RECORDS SUPPLIED:
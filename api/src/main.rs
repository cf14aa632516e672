use std::net::SocketAddr;
use std::sync::Arc;
use std::time::Duration;

use api::auth::middleware::log_request;
use api::routes::routes;
use api::state::{AppState, sweep_config};
use axum::{Router, middleware::from_fn};
use migration::Migrator;
use sea_orm_migration::MigratorTrait;
use services::face::{FaceWorkerPool, RemoteFaceDetector};
use services::sweeper::ReconciliationSweeper;
use tower_http::cors::CorsLayer;
use tracing_appender::rolling;
use util::config;

#[tokio::main]
async fn main() {
    let _log_guard = init_logging(&config::log_file(), &config::log_level());

    if let Err(e) = run().await {
        tracing::error!(error = %e, "Server terminated with an error");
        std::process::exit(1);
    }
}

async fn run() -> Result<(), Box<dyn std::error::Error>> {
    let db = db::connect().await?;
    Migrator::up(&db, None).await?;

    let timeout = Duration::from_millis(config::request_timeout_ms());
    let detector = RemoteFaceDetector::new(&config::face_model_url(), timeout)?;
    let faces = FaceWorkerPool::new(Arc::new(detector), config::face_worker_threads());

    let sweeper = ReconciliationSweeper::new(db.clone(), sweep_config());
    let app_state = AppState::new(db, faces.clone(), sweeper.clone());
    let sweeper_handle = sweeper.spawn();

    let cors = CorsLayer::very_permissive();
    let app = Router::new()
        .nest("/api", routes(app_state))
        .layer(from_fn(log_request))
        .layer(cors);

    let addr: SocketAddr = format!("{}:{}", config::host(), config::port()).parse()?;
    let listener = tokio::net::TcpListener::bind(&addr).await?;
    tracing::info!(
        project = %config::project_name(),
        env = %config::env(),
        %addr,
        face_workers = faces.size(),
        "Server listening"
    );

    let served = axum::serve(
        listener,
        app.into_make_service_with_connect_info::<SocketAddr>(),
    )
    .with_graceful_shutdown(shutdown_signal())
    .await;

    sweeper_handle.stop().await;
    faces.close();
    tracing::info!("Shutdown complete");

    served.map_err(Into::into)
}

async fn shutdown_signal() {
    if let Err(e) = tokio::signal::ctrl_c().await {
        tracing::error!(error = %e, "Failed to listen for Ctrl-C");
        std::future::pending::<()>().await;
    }
    tracing::info!("Shutdown signal received");
}

fn init_logging(log_file: &str, log_level: &str) -> tracing_appender::non_blocking::WorkerGuard {
    use std::fs;
    use tracing_subscriber::{EnvFilter, fmt, prelude::*};

    fs::create_dir_all("logs").ok();

    let file_appender = rolling::daily("logs", log_file);
    let (file_writer, guard) = tracing_appender::non_blocking(file_appender);

    let file_layer = fmt::layer()
        .with_writer(file_writer)
        .with_ansi(false)
        .with_target(true)
        .with_thread_ids(true);

    let stdout_layer = config::log_to_stdout().then(|| {
        fmt::layer()
            .with_writer(std::io::stdout)
            .with_ansi(true)
            .with_target(true)
    });

    let env_filter = EnvFilter::try_from_env("LOG_LEVEL")
        .or_else(|_| EnvFilter::try_new(log_level))
        .unwrap_or_else(|_| EnvFilter::new("api=info,services=info"));

    tracing_subscriber::registry()
        .with(env_filter)
        .with(file_layer)
        .with(stdout_layer)
        .init();

    guard
}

TASK INSTRUCTIONS:
From the data above, return every line from the line that has "use std::sync::Arc;" up to and including the line that has "let sweeper_handle = sweeper.spawn();", exactly.

SOLVED EXERCISE:
use std::sync::Arc;
use std::time::Duration;

use api::auth::middleware::log_request;
use api::routes::routes;
use api::state::{AppState, sweep_config};
use axum::{Router, middleware::from_fn};
use migration::Migrator;
use sea_orm_migration::MigratorTrait;
use services::face::{FaceWorkerPool, RemoteFaceDetector};
use services::sweeper::ReconciliationSweeper;
use tower_http::cors::CorsLayer;
use tracing_appender::rolling;
use util::config;

#[tokio::main]
async fn main() {
    let _log_guard = init_logging(&config::log_file(), &config::log_level());

    if let Err(e) = run().await {
        tracing::error!(error = %e, "Server terminated with an error");
        std::process::exit(1);
    }
}

async fn run() -> Result<(), Box<dyn std::error::Error>> {
    let db = db::connect().await?;
    Migrator::up(&db, None).await?;

    let timeout = Duration::from_millis(config::request_timeout_ms());
    let detector = RemoteFaceDetector::new(&config::face_model_url(), timeout)?;
    let faces = FaceWorkerPool::new(Arc::new(detector), config::face_worker_threads());

    let sweeper = ReconciliationSweeper::new(db.clone(), sweep_config());
    let app_state = AppState::new(db, faces.clone(), sweeper.clone());
    let sweeper_handle = sweeper.spawn();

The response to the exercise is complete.